Some will say these well-documented claims of rape are “just allegations” and that Chavez never got his day in court. History is not only written in lawsuits and jury verdicts. It is also written in patterns, in testimony, in what institutions knew, chose not to confront or literally intentionally hid. The question is not only what Chavez did—it’s who knew what, who stayed silent, and what systems allowed that silence to hold for decades.
Just stating that these are “allegations” when clear evidence of witnesses’ statements over decades exists is foolish and insulting to our collective minds. Using these types of excuses means that you might be part of the problem.

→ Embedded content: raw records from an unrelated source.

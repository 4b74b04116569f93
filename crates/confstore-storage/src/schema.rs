//! Loading and storing typed structs through a storage provider.
//!
//! A [`SchemaStore<S>`] groups the [`KeyBinding`]s describing a struct `S`.
//! Loading builds a schema configuration from the struct's current values,
//! lets the provider fill it, and writes the results back through the
//! bindings.  Fields absent from storage keep their current value.

use confstore_core::{Configuration, KeyBinding};
use tracing::debug;

use crate::error::StorageError;
use crate::provider::StorageProvider;

/// The key bindings of one typed configuration struct.
#[derive(Debug)]
pub struct SchemaStore<S> {
    bindings: Vec<KeyBinding<S>>,
}

impl<S> Default for SchemaStore<S> {
    fn default() -> Self {
        Self::new()
    }
}

impl<S> SchemaStore<S> {
    pub fn new() -> Self {
        Self {
            bindings: Vec::new(),
        }
    }

    /// Adds a key binding.  Keys are laid out in binding order.
    pub fn bind(mut self, binding: KeyBinding<S>) -> Self {
        self.bindings.push(binding);
        self
    }

    /// Builds the schema configuration from the current values of `source`.
    ///
    /// # Errors
    ///
    /// [`StorageError::Config`] if two bindings share a key name or a binding
    /// cannot build its key.
    pub fn schema(&self, source: &S) -> Result<Configuration, StorageError> {
        let keys = self
            .bindings
            .iter()
            .map(|binding| binding.to_key(source))
            .collect::<Result<Vec<_>, _>>()?;
        Ok(Configuration::from_keys(keys)?)
    }

    /// Fills `target` from `provider`.
    ///
    /// Either every binding is applied or `target` is left as it was.
    ///
    /// # Errors
    ///
    /// Propagates provider failures, and [`StorageError::Config`] if the
    /// loaded configuration no longer matches a binding.
    pub fn load<P>(&self, provider: &mut P, target: &mut S) -> Result<(), StorageError>
    where
        P: StorageProvider + ?Sized,
    {
        let mut configuration = self.schema(target)?;
        provider.load_into(&mut configuration)?;

        let mut loaded = Vec::with_capacity(self.bindings.len());
        for binding in &self.bindings {
            if let Some(key) = configuration.key(binding.name()) {
                binding.check(key)?;
                loaded.push((binding, key));
            }
        }
        for (binding, key) in loaded {
            binding.apply(key, target)?;
        }
        debug!("applied {} keys to typed configuration", self.bindings.len());
        Ok(())
    }

    /// Writes the current values of `source` to `provider`, preserving the
    /// rest of the store.
    ///
    /// # Errors
    ///
    /// Propagates provider failures.
    pub fn store<P>(&self, provider: &mut P, source: &S, add_missing_keys: bool) -> Result<(), StorageError>
    where
        P: StorageProvider + ?Sized,
    {
        let configuration = self.schema(source)?;
        provider.update_with(&configuration, add_missing_keys)
    }
}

These patterns are not unique.
The Catholic Church stands out most prominently, but the patterns are the same across public institutions—corporations, schools, community colleges, universities, local and state governments. And private businesses and institutions aren't immune, no matter their budgets. The playbook is the same no matter where you go: delay, deny, defend, and bury. Lawyers invoke privilege. Institutions close ranks. Settlements are paid. Careers survive. Victims carry the cost.
That is the deeper issue—and the one that matters going forward.

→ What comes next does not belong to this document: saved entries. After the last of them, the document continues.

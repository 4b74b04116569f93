//! Typed, named, ordered multi-value slots.
//!
//! A [`NamedValue`] always holds at least one entry.  The first entry is the
//! *primary* slot; [`NamedValue::value`] reads it.  Until the primary slot
//! has been explicitly assigned, [`ErasedValue::add_parsed_string`] fills it
//! instead of appending, so repeated positional lines accumulate into an
//! ordered sequence starting at index 0.
//!
//! Keys store values of different types side by side, so storage code works
//! through the object-safe [`ErasedValue`] view and only typed callers touch
//! `NamedValue<T>` directly.

use std::any::{type_name, Any, TypeId};
use std::fmt;
use std::sync::Arc;

use chrono::{DateTime, FixedOffset, NaiveDateTime};
use rust_decimal::Decimal;
use url::Url;
use uuid::Uuid;

use super::parser::{DefaultParser, Parser, TypeTag};
use crate::error::ConfigError;

/// A type that can live inside a [`NamedValue`].
pub trait ConfigValue: Clone + fmt::Debug + Send + Sync + 'static {
    /// Renders the value for configuration text.  `None` means null.
    fn to_config_string(&self) -> Option<String>;
}

macro_rules! display_config_value {
    ($($t:ty),* $(,)?) => {
        $(
            impl ConfigValue for $t {
                fn to_config_string(&self) -> Option<String> {
                    Some(self.to_string())
                }
            }
        )*
    };
}

display_config_value!(
    bool, u8, i8, char, Decimal, f64, f32, i32, u32, i64, u64, i16, u16, String, Url, Uuid, TypeTag,
);

impl ConfigValue for DateTime<FixedOffset> {
    fn to_config_string(&self) -> Option<String> {
        Some(self.to_rfc3339())
    }
}

impl ConfigValue for NaiveDateTime {
    fn to_config_string(&self) -> Option<String> {
        Some(self.format("%Y-%m-%dT%H:%M:%S%.f").to_string())
    }
}

impl<T: ConfigValue> ConfigValue for Option<T> {
    fn to_config_string(&self) -> Option<String> {
        self.as_ref().and_then(T::to_config_string)
    }
}

/// Type-erased view of a [`NamedValue`].
pub trait ErasedValue: fmt::Debug + Send + Sync {
    /// The value's name.  Never changes after construction.
    fn name(&self) -> &str;

    /// Whether serialization writes `name=` before the literal.
    fn is_name_visible(&self) -> bool;

    fn set_name_visible(&mut self, visible: bool);

    /// Whether the primary slot has been explicitly assigned.
    fn is_value_set(&self) -> bool;

    /// Number of entries, including an unassigned primary slot.
    fn len(&self) -> usize;

    /// Name of the declared Rust type.
    fn type_name(&self) -> &'static str;

    /// [`TypeId`] of the declared Rust type.
    fn value_type_id(&self) -> TypeId;

    /// Parses `input` and overwrites the primary slot.
    ///
    /// # Errors
    ///
    /// Propagates the parser's error; the value is left unchanged.
    fn parse_string(&mut self, input: &str) -> Result<(), ConfigError>;

    /// Parses `input` and fills the primary slot if it is unset, otherwise
    /// appends a new entry.
    ///
    /// # Errors
    ///
    /// Propagates the parser's error; the value is left unchanged.
    fn add_parsed_string(&mut self, input: &str) -> Result<(), ConfigError>;

    /// Truncates to a single slot holding the declared default and clears
    /// the "set" flag.
    fn reset_value(&mut self);

    /// Rendered primary entry; `None` for null.
    fn primary_string(&self) -> Option<String>;

    /// Rendered entries that were actually assigned, in order.  Empty when
    /// the primary slot was never set.
    fn stored_strings(&self) -> Vec<Option<String>>;

    fn as_any(&self) -> &dyn Any;

    fn as_any_mut(&mut self) -> &mut dyn Any;

    fn clone_boxed(&self) -> Box<dyn ErasedValue>;
}

impl Clone for Box<dyn ErasedValue> {
    fn clone(&self) -> Self {
        self.clone_boxed()
    }
}

/// A typed, named, ordered multi-value slot.
pub struct NamedValue<T: ConfigValue> {
    name: String,
    values: Vec<T>,
    declared: T,
    is_value_set: bool,
    is_name_visible: bool,
    parser: Arc<dyn Parser<T>>,
}

impl<T: ConfigValue> NamedValue<T> {
    /// Declares a value whose primary slot holds `default` and is not yet set.
    ///
    /// The value uses the [`DefaultParser`]; declaring a type the default
    /// parser cannot read is allowed, but parsing into it fails with
    /// [`ConfigError::UnsupportedType`] unless [`with_parser`](Self::with_parser)
    /// supplies another parser.
    pub fn new(name: impl Into<String>, default: T) -> Self {
        Self {
            name: name.into(),
            values: vec![default.clone()],
            declared: default,
            is_value_set: false,
            is_name_visible: true,
            parser: Arc::new(DefaultParser),
        }
    }

    /// Declares a value whose primary slot is assigned `value`.
    pub fn with_value(name: impl Into<String>, value: T) -> Self {
        let mut named = Self::new(name, value);
        named.is_value_set = true;
        named
    }

    /// Replaces the parser.
    pub fn with_parser(mut self, parser: impl Parser<T> + 'static) -> Self {
        self.parser = Arc::new(parser);
        self
    }

    /// Replaces the parser with one shared across values.
    pub fn with_shared_parser(mut self, parser: Arc<dyn Parser<T>>) -> Self {
        self.parser = parser;
        self
    }

    /// Sets whether the name is written on serialization.
    pub fn name_visible(mut self, visible: bool) -> Self {
        self.is_name_visible = visible;
        self
    }

    /// The primary entry.
    pub fn value(&self) -> &T {
        &self.values[0]
    }

    /// All entries, primary first.
    pub fn values(&self) -> &[T] {
        &self.values
    }

    /// The value the slot was declared with.
    pub fn declared(&self) -> &T {
        &self.declared
    }

    /// Assigns the primary slot.
    pub fn set_value(&mut self, value: T) {
        self.values[0] = value;
        self.is_value_set = true;
    }

    /// Appends `value`, or fills the primary slot if it is still unset.
    pub fn add_value(&mut self, value: T) {
        if self.is_value_set {
            self.values.push(value);
        } else {
            self.set_value(value);
        }
    }

    /// Replaces all entries.  An empty `values` resets the slot.
    pub fn set_values(&mut self, values: impl IntoIterator<Item = T>) {
        self.reset_value();
        for value in values {
            self.add_value(value);
        }
    }

    fn parse(&self, input: &str) -> Result<T, ConfigError> {
        self.parser.parse(Some(input))
    }
}

impl<T: ConfigValue> Clone for NamedValue<T> {
    fn clone(&self) -> Self {
        Self {
            name: self.name.clone(),
            values: self.values.clone(),
            declared: self.declared.clone(),
            is_value_set: self.is_value_set,
            is_name_visible: self.is_name_visible,
            parser: Arc::clone(&self.parser),
        }
    }
}

impl<T: ConfigValue> fmt::Debug for NamedValue<T> {
    fn fmt(&self, f: &mut fmt::Formatter<'_>) -> fmt::Result {
        f.debug_struct("NamedValue")
            .field("name", &self.name)
            .field("values", &self.values)
            .field("is_value_set", &self.is_value_set)
            .field("is_name_visible", &self.is_name_visible)
            .finish_non_exhaustive()
    }
}

impl<T: ConfigValue> ErasedValue for NamedValue<T> {
    fn name(&self) -> &str {
        &self.name
    }

    fn is_name_visible(&self) -> bool {
        self.is_name_visible
    }

    fn set_name_visible(&mut self, visible: bool) {
        self.is_name_visible = visible;
    }

    fn is_value_set(&self) -> bool {
        self.is_value_set
    }

    fn len(&self) -> usize {
        self.values.len()
    }

    fn type_name(&self) -> &'static str {
        type_name::<T>()
    }

    fn value_type_id(&self) -> TypeId {
        TypeId::of::<T>()
    }

    fn parse_string(&mut self, input: &str) -> Result<(), ConfigError> {
        let parsed = self.parse(input)?;
        self.set_value(parsed);
        Ok(())
    }

    fn add_parsed_string(&mut self, input: &str) -> Result<(), ConfigError> {
        let parsed = self.parse(input)?;
        self.add_value(parsed);
        Ok(())
    }

    fn reset_value(&mut self) {
        self.values.clear();
        self.values.push(self.declared.clone());
        self.is_value_set = false;
    }

    fn primary_string(&self) -> Option<String> {
        self.values[0].to_config_string()
    }

    fn stored_strings(&self) -> Vec<Option<String>> {
        if !self.is_value_set {
            return Vec::new();
        }
        self.values.iter().map(ConfigValue::to_config_string).collect()
    }

    fn as_any(&self) -> &dyn Any {
        self
    }

    fn as_any_mut(&mut self) -> &mut dyn Any {
        self
    }

    fn clone_boxed(&self) -> Box<dyn ErasedValue> {
        Box::new(self.clone())
    }
}
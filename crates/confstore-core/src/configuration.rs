//! Ordered, name-indexed collection of config keys.
//!
//! [`Configuration`] is one store with two access paths: by position (the
//! order keys were added, which is the order a full save writes them in) and
//! by key name.  Every mutation validates first and then updates both paths,
//! so a failed call leaves the collection unchanged.

use std::collections::HashMap;
use std::ops::Index;

use crate::error::ConfigError;
use crate::key::ConfigKey;

/// An ordered, name-indexed collection of [`ConfigKey`]s.
#[derive(Debug, Clone, Default)]
pub struct Configuration {
    keys: Vec<ConfigKey>,
    index: HashMap<String, usize>,
}

impl Configuration {
    pub fn new() -> Self {
        Self::default()
    }

    /// Builds a configuration from `keys`, in order.
    ///
    /// # Errors
    ///
    /// Returns [`ConfigError::DuplicateKey`] if two keys share a name.
    pub fn from_keys(keys: impl IntoIterator<Item = ConfigKey>) -> Result<Self, ConfigError> {
        let mut configuration = Self::new();
        for key in keys {
            configuration.push(key)?;
        }
        Ok(configuration)
    }

    pub fn len(&self) -> usize {
        self.keys.len()
    }

    pub fn is_empty(&self) -> bool {
        self.keys.is_empty()
    }

    // ── Positional access ─────────────────────────────────────────────────────

    pub fn get(&self, index: usize) -> Option<&ConfigKey> {
        self.keys.get(index)
    }

    pub fn get_mut(&mut self, index: usize) -> Option<&mut ConfigKey> {
        self.keys.get_mut(index)
    }

    /// Replaces the key at `index`, returning the previous one.
    ///
    /// The replacement may carry a different name as long as no other key
    /// already uses it.
    ///
    /// # Errors
    ///
    /// [`ConfigError::Argument`] for an out-of-range index and
    /// [`ConfigError::DuplicateKey`] for a name clash.
    pub fn set(&mut self, index: usize, key: ConfigKey) -> Result<ConfigKey, ConfigError> {
        let current = self.keys.get(index).ok_or_else(|| out_of_range(index, self.len()))?;
        let renamed = current.name() != key.name();
        if renamed && self.index.contains_key(key.name()) {
            return Err(ConfigError::DuplicateKey(key.name().to_string()));
        }
        if renamed {
            self.index.remove(current.name());
            self.index.insert(key.name().to_string(), index);
        }
        Ok(std::mem::replace(&mut self.keys[index], key))
    }

    /// Inserts `key` at `index`, shifting later keys.
    ///
    /// # Errors
    ///
    /// [`ConfigError::Argument`] if `index > len` and
    /// [`ConfigError::DuplicateKey`] for a name clash.
    pub fn insert(&mut self, index: usize, key: ConfigKey) -> Result<(), ConfigError> {
        if index > self.keys.len() {
            return Err(out_of_range(index, self.len()));
        }
        if self.index.contains_key(key.name()) {
            return Err(ConfigError::DuplicateKey(key.name().to_string()));
        }
        self.keys.insert(index, key);
        self.reindex_from(index);
        Ok(())
    }

    /// Appends `key`.
    ///
    /// # Errors
    ///
    /// [`ConfigError::DuplicateKey`] if a key with the same name exists.
    pub fn push(&mut self, key: ConfigKey) -> Result<(), ConfigError> {
        if self.index.contains_key(key.name()) {
            return Err(ConfigError::DuplicateKey(key.name().to_string()));
        }
        self.index.insert(key.name().to_string(), self.keys.len());
        self.keys.push(key);
        Ok(())
    }

    /// Removes and returns the key at `index`.
    ///
    /// # Errors
    ///
    /// [`ConfigError::Argument`] for an out-of-range index.
    pub fn remove_at(&mut self, index: usize) -> Result<ConfigKey, ConfigError> {
        if index >= self.keys.len() {
            return Err(out_of_range(index, self.len()));
        }
        let removed = self.keys.remove(index);
        self.index.remove(removed.name());
        self.reindex_from(index);
        Ok(removed)
    }

    /// Position of the key named `name`.
    pub fn index_of(&self, name: &str) -> Option<usize> {
        self.index.get(name).copied()
    }

    // ── Name access ───────────────────────────────────────────────────────────

    pub fn contains_key(&self, name: &str) -> bool {
        self.index.contains_key(name)
    }

    /// The key named `name`; `None` if there is none.
    pub fn key(&self, name: &str) -> Option<&ConfigKey> {
        self.index.get(name).map(|&i| &self.keys[i])
    }

    pub fn key_mut(&mut self, name: &str) -> Option<&mut ConfigKey> {
        let position = *self.index.get(name)?;
        Some(&mut self.keys[position])
    }

    /// Replaces the key named `name` in place, returning the previous one.
    ///
    /// # Errors
    ///
    /// [`ConfigError::Argument`] if `key` carries a different name (renaming
    /// through the name path is not allowed) or no key is named `name`.
    pub fn replace(&mut self, name: &str, key: ConfigKey) -> Result<ConfigKey, ConfigError> {
        if key.name() != name {
            return Err(ConfigError::Argument(format!(
                "replacement key '{}' must keep the name '{name}'",
                key.name()
            )));
        }
        let position = self
            .index_of(name)
            .ok_or_else(|| ConfigError::Argument(format!("no key named '{name}'")))?;
        Ok(std::mem::replace(&mut self.keys[position], key))
    }

    /// Removes the key named `name`.
    pub fn remove(&mut self, name: &str) -> Option<ConfigKey> {
        let position = self.index_of(name)?;
        self.remove_at(position).ok()
    }

    pub fn clear(&mut self) {
        self.keys.clear();
        self.index.clear();
    }

    /// Keys in insertion order.
    pub fn iter(&self) -> std::slice::Iter<'_, ConfigKey> {
        self.keys.iter()
    }

    pub fn iter_mut(&mut self) -> std::slice::IterMut<'_, ConfigKey> {
        self.keys.iter_mut()
    }

    pub fn names(&self) -> impl Iterator<Item = &str> + '_ {
        self.keys.iter().map(ConfigKey::name)
    }

    fn reindex_from(&mut self, start: usize) {
        for (offset, key) in self.keys[start..].iter().enumerate() {
            self.index.insert(key.name().to_string(), start + offset);
        }
    }
}

fn out_of_range(index: usize, len: usize) -> ConfigError {
    ConfigError::Argument(format!("index {index} is out of range for {len} keys"))
}

impl Index<usize> for Configuration {
    type Output = ConfigKey;

    fn index(&self, index: usize) -> &ConfigKey {
        &self.keys[index]
    }
}

impl Index<&str> for Configuration {
    type Output = ConfigKey;

    /// # Panics
    ///
    /// Panics if no key is named `name`; use [`Configuration::key`] for a fallible lookup.
    fn index(&self, name: &str) -> &ConfigKey {
        match self.key(name) {
            Some(key) => key,
            None => panic!("no key named '{name}'"),
        }
    }
}

impl<'a> IntoIterator for &'a Configuration {
    type Item = &'a ConfigKey;
    type IntoIter = std::slice::Iter<'a, ConfigKey>;

    fn into_iter(self) -> Self::IntoIter {
        self.keys.iter()
    }
}

impl IntoIterator for Configuration {
    type Item = ConfigKey;
    type IntoIter = std::vec::IntoIter<ConfigKey>;

    fn into_iter(self) -> Self::IntoIter {
        self.keys.into_iter()
    }
}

If there is any meaning to this moment, it should not be in focusing our ire on one man, but perhaps it ought to be in confronting the systems of power that continue to protect the abusers above the rights of victims. Beyond outrage, this requires shining the light on behaviors that too often are dismissed as a cost of doing business. Real inquiry ought to focus on actual subpoena power. A public accounting of who knew what and when. Transparency ought to be able to show how much is being spent defending misconduct instead of preventing it.
It also requires cultural honesty. Hero worship without accountability creates the conditions for abuse. Movements are not weakened by truth—they are weakened by denial.

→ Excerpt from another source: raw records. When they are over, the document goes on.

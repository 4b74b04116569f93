//! Integration tests for the INI storage provider.
//!
//! These tests exercise load, update and save end-to-end against real files
//! in a per-test temp directory.  Set `RUST_LOG=debug` to see the provider's
//! line-level tracing.

use std::fs;
use std::path::{Path, PathBuf};

use confstore_core::{ConfigKey, Configuration, KeyBinding, NamedValue};
use confstore_storage::{IniStorageProvider, SchemaStore, StorageError, StorageProvider};
use tracing_subscriber::EnvFilter;
use uuid::Uuid;

// ── Helpers ───────────────────────────────────────────────────────────────────

const SCENARIO: &str = "[Server]\nPort=8080\n# note\n[Flags]\nverbose\nquiet\n";

fn init_tracing() {
    // Several tests race to install the subscriber; only the first wins.
    let _ = tracing_subscriber::fmt()
        .with_env_filter(EnvFilter::try_from_default_env().unwrap_or_else(|_| EnvFilter::new("warn")))
        .with_test_writer()
        .try_init();
}

/// Writes `content` to a fresh file in a unique temp directory.
fn write_temp(name: &str, content: &str) -> PathBuf {
    init_tracing();
    let dir = std::env::temp_dir().join(format!("confstore_it_{}", Uuid::new_v4()));
    fs::create_dir_all(&dir).expect("create test dir");
    let path = dir.join(name);
    fs::write(&path, content).expect("write test file");
    path
}

fn cleanup(path: &Path) {
    if let Some(dir) = path.parent() {
        fs::remove_dir_all(dir).ok();
    }
}

/// Files left in the test directory besides the target itself.
fn stray_files(path: &Path) -> Vec<String> {
    let Some(dir) = path.parent() else {
        return Vec::new();
    };
    fs::read_dir(dir)
        .expect("read test dir")
        .filter_map(Result::ok)
        .map(|e| e.file_name().to_string_lossy().into_owned())
        .filter(|name| Some(name.as_str()) != path.file_name().and_then(|n| n.to_str()))
        .collect()
}

fn scenario_schema() -> Configuration {
    let mut server = ConfigKey::new("Server").unwrap();
    server.insert(NamedValue::new("Port", 0i32)).unwrap();
    let mut flags = ConfigKey::new("Flags").unwrap();
    flags
        .insert(NamedValue::new("values", String::new()).name_visible(false))
        .unwrap();
    flags.set_default_value_name(Some("values")).unwrap();
    Configuration::from_keys([server, flags]).unwrap()
}

// ── Scenario ──────────────────────────────────────────────────────────────────

#[test]
fn test_scenario_load_then_update_rewrites_only_port_line() {
    // Arrange
    let path = write_temp("scenario.ini", SCENARIO);
    let mut provider = IniStorageProvider::open(&path, false).unwrap();
    let mut schema = scenario_schema();

    // Act – load
    provider.load_into(&mut schema).unwrap();

    // Assert – load
    assert_eq!(schema["Server"].try_get_value_as::<i32>("Port"), Some(8080));
    assert_eq!(
        schema["Flags"].named::<String>("values").unwrap().values(),
        &["verbose", "quiet"]
    );

    // Act – update
    schema
        .key_mut("Server")
        .unwrap()
        .set_value("Port", 9090i32)
        .unwrap();
    provider.update(&schema).unwrap();

    // Assert – update
    assert_eq!(
        fs::read_to_string(&path).unwrap(),
        "[Server]\nPort=9090\n# note\n[Flags]\nverbose\nquiet\n"
    );
    assert!(stray_files(&path).is_empty());
    cleanup(&path);
}

#[test]
fn test_update_keeps_unconfigured_content_byte_identical() {
    // Arrange
    let source = "; header\r\n\r\n[Legacy]\r\n  mode = old\r\nlist\r\n\r\n[Server]\r\nPort=1\r\n#tail";
    let path = write_temp("legacy.ini", source);
    let mut server = ConfigKey::new("Server").unwrap();
    server.add("Port", 2i32, true).unwrap();
    let configuration = Configuration::from_keys([server]).unwrap();
    let mut provider = IniStorageProvider::open(&path, false).unwrap();

    // Act
    provider.update_with(&configuration, false).unwrap();

    // Assert
    assert_eq!(
        fs::read_to_string(&path).unwrap(),
        source.replace("Port=1", "Port=2")
    );
    cleanup(&path);
}

#[test]
fn test_update_with_add_missing_appends_each_absent_key_once() {
    // Arrange
    let path = write_temp("append.ini", "[Server]\nPort=1\n");
    let mut server = ConfigKey::new("Server").unwrap();
    server.add("Port", 1i32, true).unwrap();
    let mut cache = ConfigKey::new("Cache").unwrap();
    cache.add("Size", 64u32, true).unwrap();
    let configuration = Configuration::from_keys([server, cache]).unwrap();
    let mut provider = IniStorageProvider::open(&path, false).unwrap();

    // Act
    provider.update_with(&configuration, true).unwrap();
    provider.update_with(&configuration, true).unwrap();

    // Assert
    let text = fs::read_to_string(&path).unwrap();
    assert_eq!(text, "[Server]\nPort=1\n\n[Cache]\n\nSize=64\n");
    assert_eq!(text.matches("[Cache]").count(), 1);
    cleanup(&path);
}

#[test]
fn test_update_without_add_missing_skips_absent_keys() {
    let path = write_temp("skip.ini", "[Server]\nPort=1\n");
    let mut cache = ConfigKey::new("Cache").unwrap();
    cache.add("Size", 64u32, true).unwrap();
    let configuration = Configuration::from_keys([cache]).unwrap();
    let mut provider = IniStorageProvider::open(&path, false).unwrap();

    provider.update(&configuration).unwrap();

    assert_eq!(fs::read_to_string(&path).unwrap(), "[Server]\nPort=1\n");
    cleanup(&path);
}

// ── Save ──────────────────────────────────────────────────────────────────────

#[test]
fn test_save_then_load_round_trips_names_and_values() {
    // Arrange
    let path = write_temp("roundtrip.ini", "stale content\n");
    let mut server = ConfigKey::new("Server").unwrap();
    server.add("Port", 8080u16, true).unwrap();
    server.add("Secure", true, true).unwrap();
    server.add("Proxy", None::<String>, true).unwrap();
    let mut flags = ConfigKey::new("Flags").unwrap();
    let mut values = NamedValue::new("values", String::new()).name_visible(false);
    values.set_values(["verbose".to_string(), "quiet".to_string()]);
    flags.insert(values).unwrap();
    let configuration = Configuration::from_keys([server, flags]).unwrap();
    let mut provider = IniStorageProvider::open(&path, false).unwrap();

    // Act
    provider.save(&configuration).unwrap();
    let loaded = provider.load().unwrap();

    // Assert
    assert_eq!(loaded.names().collect::<Vec<_>>(), vec!["Server", "Flags"]);
    for (name, expected) in [("Port", "8080"), ("Secure", "true"), ("Proxy", "")] {
        assert_eq!(loaded["Server"].try_get_value(name).as_deref(), Some(expected));
    }
    assert_eq!(loaded["Flags"].try_get_value("unnamed0").as_deref(), Some("verbose"));
    assert_eq!(loaded["Flags"].try_get_value("unnamed1").as_deref(), Some("quiet"));
    cleanup(&path);
}

#[test]
fn test_save_creates_missing_file() {
    let path = write_temp("placeholder.ini", "");
    let target = path.with_file_name("fresh.ini");
    let mut key = ConfigKey::new("S").unwrap();
    key.add("a", 1i32, true).unwrap();
    let configuration = Configuration::from_keys([key]).unwrap();
    let mut provider = IniStorageProvider::open(&target, false).unwrap();

    provider.save(&configuration).unwrap();

    assert_eq!(fs::read_to_string(&target).unwrap(), "\n[S]\n\na=1\n\n");
    cleanup(&path);
}

// ── Failure paths ─────────────────────────────────────────────────────────────

#[test]
fn test_failed_stage_leaves_target_untouched() {
    // Arrange – stage into a directory that does not exist
    let path = write_temp("guarded.ini", SCENARIO);
    let format = confstore_storage::IniFormat {
        temp_dir: Some(path.with_file_name("no_such_dir")),
        ..Default::default()
    };
    let mut provider = IniStorageProvider::with_format(&path, false, format).unwrap();

    // Act
    let err = provider.update(&scenario_schema()).unwrap_err();

    // Assert
    assert!(matches!(err, StorageError::Io { .. }));
    assert_eq!(fs::read_to_string(&path).unwrap(), SCENARIO);
    cleanup(&path);
}

#[test]
fn test_read_only_provider_loads_but_never_writes() {
    let path = write_temp("readonly.ini", SCENARIO);
    let mut provider = IniStorageProvider::open(&path, true).unwrap();

    let configuration = provider.load().unwrap();

    assert!(provider.is_read_only());
    assert!(matches!(
        provider.save(&configuration),
        Err(StorageError::ReadOnly(_))
    ));
    assert_eq!(fs::read_to_string(&path).unwrap(), SCENARIO);
    cleanup(&path);
}

#[test]
fn test_dropped_provider_releases_file() {
    let path = write_temp("dropped.ini", SCENARIO);
    {
        let mut provider = IniStorageProvider::open(&path, false).unwrap();
        provider.load().unwrap();
    }

    // A fresh provider can still write the file.
    let mut provider = IniStorageProvider::open(&path, false).unwrap();
    provider.save(&Configuration::new()).unwrap();

    assert_eq!(fs::read_to_string(&path).unwrap(), "\n");
    cleanup(&path);
}

// ── Typed structs ─────────────────────────────────────────────────────────────

#[derive(Debug, Default, PartialEq)]
struct Settings {
    port: i32,
    flags: Vec<String>,
}

#[test]
fn test_schema_store_round_trips_struct_through_file() {
    // Arrange
    let path = write_temp("typed.ini", SCENARIO);
    let store = SchemaStore::new()
        .bind(KeyBinding::new("Server").field("Port", |s: &Settings| s.port, |s, v| s.port = v))
        .bind(KeyBinding::new("Flags").positional(
            "values",
            |s: &Settings| s.flags.clone(),
            |s, v| s.flags = v,
        ));
    let mut provider = IniStorageProvider::open(&path, false).unwrap();
    let mut settings = Settings::default();

    // Act
    store.load(&mut provider, &mut settings).unwrap();
    settings.port = 9090;
    settings.flags = vec!["debug".to_string(), "trace".to_string()];
    store.store(&mut provider, &settings, false).unwrap();

    // Assert
    assert_eq!(
        fs::read_to_string(&path).unwrap(),
        "[Server]\nPort=9090\n# note\n[Flags]\ndebug\ntrace\n"
    );
    let mut reloaded = Settings::default();
    store.load(&mut provider, &mut reloaded).unwrap();
    assert_eq!(reloaded, settings);
    cleanup(&path);
}

#[derive(Debug, Default, PartialEq)]
struct Limits {
    limit: Option<i32>,
}

#[test]
fn test_schema_store_round_trips_optional_none_without_null_literal() {
    // Arrange
    let path = write_temp("limits.ini", "");
    let store = SchemaStore::new().bind(KeyBinding::new("Svc").optional(
        "Limit",
        |s: &Limits| s.limit,
        |s, v| s.limit = v,
        None,
    ));
    let mut provider = IniStorageProvider::open(&path, false).unwrap();

    // Act – store None, then load it into a struct holding a value
    store.store(&mut provider, &Limits::default(), true).unwrap();
    let written = fs::read_to_string(&path).unwrap();
    let mut loaded = Limits { limit: Some(7) };
    store.load(&mut provider, &mut loaded).unwrap();

    // Assert
    assert_eq!(written, "\n[Svc]\n\nLimit=\n");
    assert_eq!(loaded, Limits::default());

    // Act – a concrete value survives the same round trip
    store.store(&mut provider, &Limits { limit: Some(42) }, true).unwrap();
    store.load(&mut provider, &mut loaded).unwrap();

    // Assert
    assert_eq!(loaded.limit, Some(42));
    cleanup(&path);
}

Dolores Huerta once said, “When things get hard, you organize.” That still holds true, but organizing now means asking harder questions. Showing up to city councils, school boards, college districts, and demanding answers. Following the money. Refusing to let institutions hide behind process while harm continues.

If we care about victims—past and present—then the response cannot stop at grief or anger. Tearing down statues may satisfy some urges, but they are not enough. It must extend beyond support to include accountability and structural change, because behind every predator is not just an individual, but a network that enables them.
The second death of Cesar Chavez is a heavy loss for many. But if it forces us to confront how power protects itself—and to dismantle that protection—then there is, at least, the possibility of a different kind of legacy. Not one built on myth, but one built on truth.
The California Legislature and the Attorney General must immediately convene an independent blue-ribbon commission with full subpoena power, public hearings, full funding and a mandate to produce a transparent report that is made public with action items and new policy. We need facts, not institutional deflection. There must be a process for investigating sexual abuse and harassment that is independent of local institutions, which too often protect predators they know or feel indebted to rather than victims simply trying to live their lives.
Predators exploit fragmentation across school districts, colleges, cities, nonprofits, unions, and corporations, using public funds to defend misconduct and purchase silence. That must end. Any entity—and any individual—who enabled or benefited from that silence should be identified publicly. Accountability requires names, not anonymity.
At the end of the day, we can learn from Cesar Chavez. He chose not to be a leader at a time when his community needed it most. He failed! A real leader thinks in terms of generations. They understand that their actions will reverberate into the future. Chavez chose instead to be selfish and evil. He took advantage of those around him and those in his care. That is not leadership.
We need accountability over his failings. We need clarity, and we need to set the record straight.